Filter the material below down to the lines containing the word "messages".

::::

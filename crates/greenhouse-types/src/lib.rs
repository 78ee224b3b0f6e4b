//! Shared type definitions for the greenhouse telemetry server.
//!
//! This crate is the single source of truth for the topology records,
//! readings, events and wire messages exchanged between the simulation,
//! the scheduling engine, the session registry and connected clients.
//!
//! # Modules
//!
//! - [`ids`] -- Node, session and user identifiers
//! - [`enums`] -- Sensor/actuator kinds, window levels, event kinds, roles
//! - [`structs`] -- Nodes, patches, commands, snapshots and push payloads
//! - [`protocol`] -- Client/server messages and the line codec

pub mod enums;
pub mod ids;
pub mod protocol;
pub mod structs;

// Re-export all public types at crate root for convenience.
pub use enums::{
    ActuatorKind, ComponentKind, EventKind, NodeChangeOp, Role, SensorKind, UnknownName,
    WindowLevel,
};
pub use ids::{NodeId, SessionId, UserId};
pub use protocol::{
    ClientMessage, DecodeError, ErrorCode, PROTOCOL_VERSION, RequestId, ServerMessage,
    decode_line, encode_line,
};
pub use structs::{
    Command, Component, Node, NodeChange, NodePatch, NodeSpec, SensorUpdate, Snapshot,
    UserSummary, parse_names,
};
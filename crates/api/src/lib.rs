//! SafeWatch API Server
//!
//! REST API over the monitoring session manager: session lifecycle, SOS,
//! sensor reading ingestion, notification history, and Prometheus metrics.

use axum::{
    extract::State,
    http::StatusCode,
    response::{IntoResponse, Response},
    routing::{get, post},
    Json, Router,
};
use metrics_exporter_prometheus::PrometheusHandle;
use monitor::{FeedRegistry, MonitorError, SessionManager};
use serde::{Deserialize, Serialize};
use std::sync::Arc;
use thiserror::Error;
use tower_http::{cors::CorsLayer, trace::TraceLayer};
use tracing::{info, warn};
use tracing_subscriber::EnvFilter;

mod routes;

/// Application state shared across handlers
pub struct AppState {
    /// Monitoring sessions
    pub manager: Arc<SessionManager>,
    /// Per-user sensor feeds the manager samples from
    pub feeds: Arc<FeedRegistry>,
    /// Version string
    pub version: String,
    /// Start time
    pub start_time: std::time::Instant,
    /// Prometheus render handle, if a recorder is installed
    pub metrics: Option<PrometheusHandle>,
}

impl AppState {
    /// Create new application state
    pub fn new(manager: Arc<SessionManager>, feeds: Arc<FeedRegistry>) -> Self {
        Self {
            manager,
            feeds,
            version: env!("CARGO_PKG_VERSION").to_string(),
            start_time: std::time::Instant::now(),
            metrics: None,
        }
    }

    pub fn with_metrics(mut self, handle: PrometheusHandle) -> Self {
        self.metrics = Some(handle);
        self
    }
}

/// `[server]` configuration section
#[derive(Debug, Clone, Serialize, Deserialize)]
#[serde(default)]
pub struct ServerConfig {
    /// Listen address (default: 0.0.0.0:8080)
    pub bind: String,
}

impl Default for ServerConfig {
    fn default() -> Self {
        Self {
            bind: "0.0.0.0:8080".to_string(),
        }
    }
}

/// API error types
#[derive(Error, Debug)]
pub enum ApiError {
    #[error(transparent)]
    Monitor(#[from] MonitorError),

    #[error("Bad request: {0}")]
    BadRequest(String),

    #[error("Metrics recorder not installed")]
    MetricsDisabled,
}

impl ApiError {
    pub fn status(&self) -> StatusCode {
        match self {
            ApiError::Monitor(MonitorError::AlreadyActive(_)) => StatusCode::CONFLICT,
            ApiError::Monitor(MonitorError::NotActive(_)) => StatusCode::NOT_FOUND,
            ApiError::Monitor(MonitorError::SensorUnavailable(_)) => {
                StatusCode::SERVICE_UNAVAILABLE
            }
            ApiError::Monitor(MonitorError::DispatchFailure(_)) => StatusCode::BAD_GATEWAY,
            ApiError::Monitor(MonitorError::ConfigInvalid(_)) => {
                StatusCode::INTERNAL_SERVER_ERROR
            }
            ApiError::BadRequest(_) => StatusCode::BAD_REQUEST,
            ApiError::MetricsDisabled => StatusCode::NOT_FOUND,
        }
    }
}

/// Error body
#[derive(Debug, Serialize, Deserialize)]
pub struct ErrorResponse {
    pub error: String,
    pub message: String,
}

impl IntoResponse for ApiError {
    fn into_response(self) -> Response {
        let status = self.status();
        let body = ErrorResponse {
            error: status
                .canonical_reason()
                .unwrap_or("Error")
                .to_string(),
            message: self.to_string(),
        };
        (status, Json(body)).into_response()
    }
}

/// Health response
#[derive(Debug, Serialize, Deserialize)]
pub struct HealthResponse {
    pub status: String,
    pub timestamp: u64,
    pub version: String,
    pub uptime_seconds: u64,
    pub active_sessions: usize,
    /// Delivered notifications within the retained history window
    pub recent_notifications_delivered: usize,
}

/// Create the application router
pub fn create_router(state: Arc<AppState>) -> Router {
    Router::new()
        .route("/api/v1/health", get(health_handler))
        .route("/api/v1/monitoring", get(routes::monitoring::overview))
        .route("/api/v1/monitoring/:user/start", post(routes::monitoring::start))
        .route("/api/v1/monitoring/:user/stop", post(routes::monitoring::stop))
        .route("/api/v1/monitoring/:user/status", get(routes::monitoring::status))
        .route("/api/v1/monitoring/:user/history", get(routes::monitoring::history))
        .route("/api/v1/monitoring/:user/sos", post(routes::monitoring::sos))
        .route("/api/v1/monitoring/:user/resolve", post(routes::monitoring::resolve))
        .route(
            "/api/v1/monitoring/:user/auto-alert",
            post(routes::monitoring::set_auto_alert),
        )
        .route(
            "/api/v1/monitoring/:user/location",
            post(routes::monitoring::update_location),
        )
        .route("/api/v1/monitoring/:user/logout", post(routes::monitoring::logout))
        .route(
            "/api/v1/monitoring/:user/readings",
            post(routes::readings::publish),
        )
        .route(
            "/api/v1/notifications",
            get(routes::notifications::get_notifications),
        )
        .route("/metrics", get(metrics_handler))
        .layer(TraceLayer::new_for_http())
        .layer(CorsLayer::permissive())
        .with_state(state)
}

/// Health check handler
async fn health_handler(State(state): State<Arc<AppState>>) -> Json<HealthResponse> {
    let timestamp = std::time::SystemTime::now()
        .duration_since(std::time::UNIX_EPOCH)
        .map(|d| d.as_secs())
        .unwrap_or(0);

    Json(HealthResponse {
        status: "healthy".to_string(),
        timestamp,
        version: state.version.clone(),
        uptime_seconds: state.start_time.elapsed().as_secs(),
        active_sessions: state.manager.active_count(),
        recent_notifications_delivered: state
            .manager
            .dispatcher()
            .history(usize::MAX)
            .iter()
            .filter(|n| n.delivered)
            .count(),
    })
}

/// Prometheus scrape endpoint
async fn metrics_handler(State(state): State<Arc<AppState>>) -> Result<String, ApiError> {
    state
        .metrics
        .as_ref()
        .map(|handle| handle.render())
        .ok_or(ApiError::MetricsDisabled)
}

/// Initialize logging. `RUST_LOG` overrides the default `info` filter.
pub fn init_logging(json: bool) {
    let filter = EnvFilter::try_from_default_env().unwrap_or_else(|_| EnvFilter::new("info"));
    let builder = tracing_subscriber::fmt()
        .with_env_filter(filter)
        .with_target(true);

    if json {
        builder.json().init();
    } else {
        builder.init();
    }
}

/// Serve until ctrl-c, then stop every session
pub async fn run_server(state: Arc<AppState>, addr: &str) -> Result<(), std::io::Error> {
    let manager = state.manager.clone();
    let app = create_router(state);

    info!("Starting API server on {}", addr);

    let listener = tokio::net::TcpListener::bind(addr).await?;
    axum::serve(listener, app)
        .with_graceful_shutdown(async {
            match tokio::signal::ctrl_c().await {
                Ok(()) => info!("Shutdown signal received"),
                Err(e) => {
                    warn!("Cannot listen for shutdown signal: {}", e);
                    std::future::pending::<()>().await
                }
            }
        })
        .await?;

    manager.shutdown();
    info!("API server stopped");
    Ok(())
}
//! Outbound collaborators: contact directory, notifier, activity log

use async_trait::async_trait;
use chrono::{DateTime, Utc};
use serde::{Deserialize, Serialize};
use std::collections::HashMap;
use threat_state::{Event, ThreatState};
use tracing::info;

use crate::AlertError;

/// Emergency contact as stored by the account layer
#[derive(Debug, Clone, Default, PartialEq, Eq, Serialize, Deserialize)]
#[serde(default)]
pub struct Contact {
    pub name: String,
    pub phone: String,
    pub email: String,
}

impl Contact {
    pub fn new(name: impl Into<String>, phone: impl Into<String>, email: impl Into<String>) -> Self {
        Self {
            name: name.into(),
            phone: phone.into(),
            email: email.into(),
        }
    }
}

/// Last reported position of a user
#[derive(Debug, Clone, Copy, PartialEq, Serialize, Deserialize)]
pub struct Location {
    pub lat: f64,
    pub lng: f64,
}

/// Why contacts are being notified
#[derive(Debug, Clone, Copy, PartialEq, Eq, Hash, Serialize, Deserialize)]
#[serde(rename_all = "snake_case")]
pub enum AlertKind {
    Sos,
    ThreatAlert,
}

impl AlertKind {
    pub fn as_str(&self) -> &'static str {
        match self {
            AlertKind::Sos => "sos",
            AlertKind::ThreatAlert => "threat_alert",
        }
    }
}

/// Body of a notification
#[derive(Debug, Clone, PartialEq, Serialize, Deserialize)]
pub struct AlertPayload {
    pub kind: AlertKind,
    pub user: String,
    pub state: ThreatState,
    pub score: f64,
    pub location: Option<Location>,
    pub timestamp: DateTime<Utc>,
}

impl AlertPayload {
    /// Human-readable line sent to contacts
    pub fn message(&self) -> String {
        match self.kind {
            AlertKind::Sos => format!("URGENT: SOS activated by {}", self.user),
            AlertKind::ThreatAlert => {
                format!("Alert: {} threat level is {}", self.user, self.state)
            }
        }
    }
}

/// Per-contact delivery outcome
#[derive(Debug, Clone, PartialEq, Eq, Serialize, Deserialize)]
#[serde(tag = "status", rename_all = "snake_case")]
pub enum DeliveryStatus {
    Sent,
    Failed { reason: String },
}

#[derive(Debug, Clone, PartialEq, Eq, Serialize, Deserialize)]
pub struct Delivery {
    pub contact: Contact,
    pub status: DeliveryStatus,
}

impl Delivery {
    pub fn sent(contact: Contact) -> Self {
        Self {
            contact,
            status: DeliveryStatus::Sent,
        }
    }

    pub fn failed(contact: Contact, reason: impl Into<String>) -> Self {
        Self {
            contact,
            status: DeliveryStatus::Failed {
                reason: reason.into(),
            },
        }
    }

    pub fn is_sent(&self) -> bool {
        matches!(self.status, DeliveryStatus::Sent)
    }
}

/// Delivers notifications to contacts. Shared by every session, so it must
/// tolerate concurrent calls.
#[async_trait]
pub trait ContactNotifier: Send + Sync {
    /// Notifier name
    fn name(&self) -> &str;

    /// Notify every contact; one `Delivery` per contact
    async fn notify(
        &self,
        contacts: &[Contact],
        payload: &AlertPayload,
    ) -> Result<Vec<Delivery>, AlertError>;
}

/// Looks up a user's registered emergency contacts
#[async_trait]
pub trait ContactDirectory: Send + Sync {
    async fn contacts(&self, user: &str) -> Result<Vec<Contact>, AlertError>;
}

/// Append-only sink for session events
#[async_trait]
pub trait ActivityLog: Send + Sync {
    async fn record(&self, user: &str, event: &Event) -> Result<(), AlertError>;
}

/// Notifier that delivers by structured log line
pub struct LogNotifier;

#[async_trait]
impl ContactNotifier for LogNotifier {
    fn name(&self) -> &str {
        "log"
    }

    async fn notify(
        &self,
        contacts: &[Contact],
        payload: &AlertPayload,
    ) -> Result<Vec<Delivery>, AlertError> {
        let message = payload.message();
        Ok(contacts
            .iter()
            .map(|contact| {
                info!(
                    kind = payload.kind.as_str(),
                    contact = %contact.name,
                    phone = %contact.phone,
                    state = %payload.state,
                    "{}",
                    message
                );
                Delivery::sent(contact.clone())
            })
            .collect())
    }
}

/// Contact directory backed by a fixed map (from configuration).
/// User names are matched case-insensitively; configuration keys arrive
/// lowercased.
#[derive(Debug, Clone, Default)]
pub struct StaticDirectory {
    contacts: HashMap<String, Vec<Contact>>,
}

impl StaticDirectory {
    pub fn new(contacts: HashMap<String, Vec<Contact>>) -> Self {
        Self {
            contacts: contacts
                .into_iter()
                .map(|(user, list)| (user.to_lowercase(), list))
                .collect(),
        }
    }
}

#[async_trait]
impl ContactDirectory for StaticDirectory {
    async fn contacts(&self, user: &str) -> Result<Vec<Contact>, AlertError> {
        Ok(self
            .contacts
            .get(&user.to_lowercase())
            .cloned()
            .unwrap_or_default())
    }
}

/// Activity log that writes each event to the tracing pipeline
pub struct TracingActivityLog;

#[async_trait]
impl ActivityLog for TracingActivityLog {
    async fn record(&self, user: &str, event: &Event) -> Result<(), AlertError> {
        if event.is_transition() {
            info!(
                user,
                trigger = event.trigger().as_str(),
                "Threat state {} -> {} (score {:.3})",
                event.previous_state(),
                event.state(),
                event.score()
            );
        }
        Ok(())
    }
}
impl SessionManager {
    /// Create a manager. Invalid configuration is fatal here.
    pub fn new(
        config: MonitorConfig,
        sensors: Arc<dyn SensorProvider>,
        dispatcher: Arc<AlertDispatcher>,
    ) -> Result<Self, MonitorError> {
        config.validate()?;
        let fuser = SignalFuser::new(config.fusion.clone())?;
        info!("Creating session manager");

        Ok(Self {
            pipeline: Arc::new(Pipeline {
                config,
                fuser,
                dispatcher,
            }),
            sensors,
            sessions: RwLock::new(HashMap::new()),
        })
    }

    pub fn config(&self) -> &MonitorConfig {
        &self.pipeline.config
    }

    pub fn dispatcher(&self) -> &Arc<AlertDispatcher> {
        &self.pipeline.dispatcher
    }

    /// Start monitoring `user`. Must be called inside a tokio runtime.
    pub async fn start(&self, user: &str) -> Result<SessionHandle, MonitorError> {
        if self.get(user).is_some_and(|s| s.is_active()) {
            return Err(MonitorError::AlreadyActive(user.to_string()));
        }

        let sensors = self.sensors.open(user).await?;
        let session = Arc::new(Session::start(user, sensors, &self.pipeline.config)?);

        {
            let mut sessions = self.sessions.write().unwrap_or_else(PoisonError::into_inner);
            if sessions.get(user).is_some_and(|s| s.is_active()) {
                return Err(MonitorError::AlreadyActive(user.to_string()));
            }
            sessions.insert(user.to_string(), session.clone());
        }

        tokio::spawn(run_session(self.pipeline.clone(), session.clone()));
        self.update_active_gauge();

        info!("Started threat monitoring for {} (session {})", user, session.id);
        Ok(session.handle())
    }

    /// Stop monitoring. Idempotent; returns whether a session was running.
    pub fn stop(&self, user: &str) -> bool {
        let stopped = self.get(user).is_some_and(|s| s.deactivate());

        if stopped {
            self.update_active_gauge();
            info!("Stopped threat monitoring for {}", user);
        } else {
            debug!("Stop requested for {} but monitoring was not active", user);
        }
        stopped
    }

    /// Stop and forget the user's session record
    pub fn logout(&self, user: &str) {
        self.stop(user);
        self.sessions
            .write()
            .unwrap_or_else(PoisonError::into_inner)
            .remove(user);
        info!("Cleared monitoring session for {}", user);
    }

    /// Run one tick now, outside the periodic schedule
    pub async fn tick(&self, user: &str) -> Result<TickReport, MonitorError> {
        let session = self.require(user)?;
        self.pipeline.tick(&session).await
    }

    /// Force CRITICAL and notify every contact, reporting the outcome.
    ///
    /// Holds the session's serialization point through dispatch, so no tick
    /// can change the state until the SOS completes. Works without an active
    /// session.
    pub async fn sos(&self, user: &str) -> Result<SosOutcome, MonitorError> {
        let session = self.get_or_detached(user)?;
        warn!("SOS triggered by {}", user);

        let mut core = session.core.lock().await;
        let transition = core.machine.force_sos();
        core.escalation.suppress(ThreatState::Critical);

        let payload = AlertPayload {
            kind: AlertKind::Sos,
            user: user.to_string(),
            state: ThreatState::Critical,
            score: core.score,
            location: session.location(),
            timestamp: Utc::now(),
        };
        let result = self.pipeline.dispatcher.dispatch(&payload).await;

        let event = Event::new(Trigger::Sos, transition.from, transition.to, core.score)
            .with_contributions(core.motion_contribution, core.speech_contribution);
        let event = core.record(event);
        drop(core);

        self.pipeline.dispatcher.record_event(user, &event).await;

        match result {
            Ok(report) => {
                metrics::counter!("safewatch_alerts_dispatched_total", "kind" => "sos")
                    .increment(1);
                let message = if report.attempted == 0 {
                    "SOS recorded, but no emergency contacts are registered".to_string()
                } else {
                    "Emergency contacts have been notified".to_string()
                };
                Ok(SosOutcome {
                    message,
                    contacts_notified: report.delivered,
                    state: ThreatState::Critical,
                })
            }
            Err(e) => {
                metrics::counter!("safewatch_dispatch_failures_total", "kind" => "sos")
                    .increment(1);
                warn!("SOS dispatch for {} failed: {}", user, e);
                Err(MonitorError::DispatchFailure(e))
            }
        }
    }

    /// Release an SOS hold; the state drops to the current score's band.
    /// A session without a hold is left untouched.
    pub async fn resolve(&self, user: &str) -> Result<StatusSnapshot, MonitorError> {
        let session = self.require(user)?;

        let event = {
            let mut core = session.core.lock().await;
            if !core.machine.is_latched() {
                debug!("{}: nothing to resolve, no SOS hold", user);
                drop(core);
                return Ok(session.snapshot(self.pipeline.config.session.status_history).await);
            }

            let score = core.score;
            let transition = core.machine.resolve(score);

            if transition.to.is_alerting() {
                core.escalation.suppress(transition.to);
            } else {
                core.escalation.observe(transition.to);
            }

            let event = Event::new(Trigger::Resolve, transition.from, transition.to, score)
                .with_contributions(core.motion_contribution, core.speech_contribution);
            core.record(event)
        };

        self.pipeline.dispatcher.record_event(user, &event).await;
        Ok(session.snapshot(self.pipeline.config.session.status_history).await)
    }

    /// Current status, including the recent event window
    pub async fn status(&self, user: &str) -> Result<StatusSnapshot, MonitorError> {
        let session = self.require(user)?;
        Ok(session.snapshot(self.pipeline.config.session.status_history).await)
    }

    /// Up to `limit` most recent events, oldest first
    pub async fn history(&self, user: &str, limit: usize) -> Result<Vec<Event>, MonitorError> {
        let session = self.require(user)?;
        let core = session.core.lock().await;
        Ok(core.events.recent(limit))
    }

    /// Status of every known session
    pub async fn overview(&self) -> Vec<StatusSnapshot> {
        let sessions: Vec<Arc<Session>> = self
            .sessions
            .read()
            .unwrap_or_else(PoisonError::into_inner)
            .values()
            .cloned()
            .collect();

        let mut snapshots = Vec::with_capacity(sessions.len());
        for session in sessions {
            snapshots.push(session.snapshot(0).await);
        }
        snapshots.sort_by(|a, b| a.user.cmp(&b.user));
        snapshots
    }

    pub fn set_auto_alert(&self, user: &str, enabled: bool) -> Result<(), MonitorError> {
        let session = self.require(user)?;
        session.set_auto_alert(enabled);
        info!("Auto-alert {} for {}", if enabled { "enabled" } else { "disabled" }, user);
        Ok(())
    }

    /// Remember the user's position for alert payloads
    pub fn update_location(&self, user: &str, location: Location) -> Result<(), MonitorError> {
        self.get_or_detached(user)?.set_location(location);
        debug!("Location updated for {}", user);
        Ok(())
    }

    pub fn is_active(&self, user: &str) -> bool {
        self.get(user).is_some_and(|s| s.is_active())
    }

    pub fn active_count(&self) -> usize {
        self.sessions
            .read()
            .unwrap_or_else(PoisonError::into_inner)
            .values()
            .filter(|s| s.is_active())
            .count()
    }

    /// Stop every session (process shutdown)
    pub fn shutdown(&self) {
        let users: Vec<String> = self
            .sessions
            .read()
            .unwrap_or_else(PoisonError::into_inner)
            .keys()
            .cloned()
            .collect();

        for user in users {
            self.stop(&user);
        }
    }

    fn get(&self, user: &str) -> Option<Arc<Session>> {
        self.sessions
            .read()
            .unwrap_or_else(PoisonError::into_inner)
            .get(user)
            .cloned()
    }

    fn require(&self, user: &str) -> Result<Arc<Session>, MonitorError> {
        self.get(user)
            .ok_or_else(|| MonitorError::NotActive(user.to_string()))
    }

    fn get_or_detached(&self, user: &str) -> Result<Arc<Session>, MonitorError> {
        if let Some(session) = self.get(user) {
            return Ok(session);
        }

        let detached = Arc::new(Session::detached(user, &self.pipeline.config)?);
        let mut sessions = self.sessions.write().unwrap_or_else(PoisonError::into_inner);
        Ok(sessions
            .entry(user.to_string())
            .or_insert(detached)
            .clone())
    }

    fn update_active_gauge(&self) {
        metrics::gauge!("safewatch_active_sessions").set(self.active_count() as f64);
    }
}
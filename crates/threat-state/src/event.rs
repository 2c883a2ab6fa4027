//! Session event record

use chrono::{DateTime, Utc};
use serde::{Deserialize, Serialize};
use std::fmt;

use crate::state::ThreatState;

/// What caused an event to be recorded
#[derive(Debug, Clone, Copy, PartialEq, Eq, Hash, Serialize, Deserialize)]
#[serde(rename_all = "snake_case")]
pub enum Trigger {
    /// Regular monitoring tick
    Periodic,
    /// Manual SOS
    Sos,
    /// Contacts notified automatically on escalation
    AutoAlert,
    /// SOS latch released by an explicit resolve
    Resolve,
}

impl Trigger {
    pub fn as_str(&self) -> &'static str {
        match self {
            Trigger::Periodic => "periodic",
            Trigger::Sos => "sos",
            Trigger::AutoAlert => "auto_alert",
            Trigger::Resolve => "resolve",
        }
    }
}

impl fmt::Display for Trigger {
    fn fmt(&self, f: &mut fmt::Formatter<'_>) -> fmt::Result {
        f.write_str(self.as_str())
    }
}

/// Immutable record of one evaluation of a session.
///
/// Fields are read-only once constructed; history buffers hand out clones.
#[derive(Debug, Clone, PartialEq, Serialize, Deserialize)]
pub struct Event {
    timestamp: DateTime<Utc>,
    trigger: Trigger,
    previous_state: ThreatState,
    state: ThreatState,
    score: f64,
    motion_contribution: f64,
    speech_contribution: f64,
}

impl Event {
    /// Create an event stamped now
    pub fn new(
        trigger: Trigger,
        previous_state: ThreatState,
        state: ThreatState,
        score: f64,
    ) -> Self {
        Self {
            timestamp: Utc::now(),
            trigger,
            previous_state,
            state,
            score,
            motion_contribution: 0.0,
            speech_contribution: 0.0,
        }
    }

    /// Attach the contribution breakdown of the fused score
    pub fn with_contributions(mut self, motion: f64, speech: f64) -> Self {
        self.motion_contribution = motion;
        self.speech_contribution = speech;
        self
    }

    pub fn timestamp(&self) -> DateTime<Utc> {
        self.timestamp
    }

    pub fn trigger(&self) -> Trigger {
        self.trigger
    }

    pub fn previous_state(&self) -> ThreatState {
        self.previous_state
    }

    pub fn state(&self) -> ThreatState {
        self.state
    }

    pub fn score(&self) -> f64 {
        self.score
    }

    pub fn motion_contribution(&self) -> f64 {
        self.motion_contribution
    }

    pub fn speech_contribution(&self) -> f64 {
        self.speech_contribution
    }

    /// Whether the state changed with this event
    pub fn is_transition(&self) -> bool {
        self.previous_state != self.state
    }
}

::::

**Output for this task**
//! readings, events and wire messages exchanged between the simulation,
//! - [`protocol`] -- Client/server messages and the line codec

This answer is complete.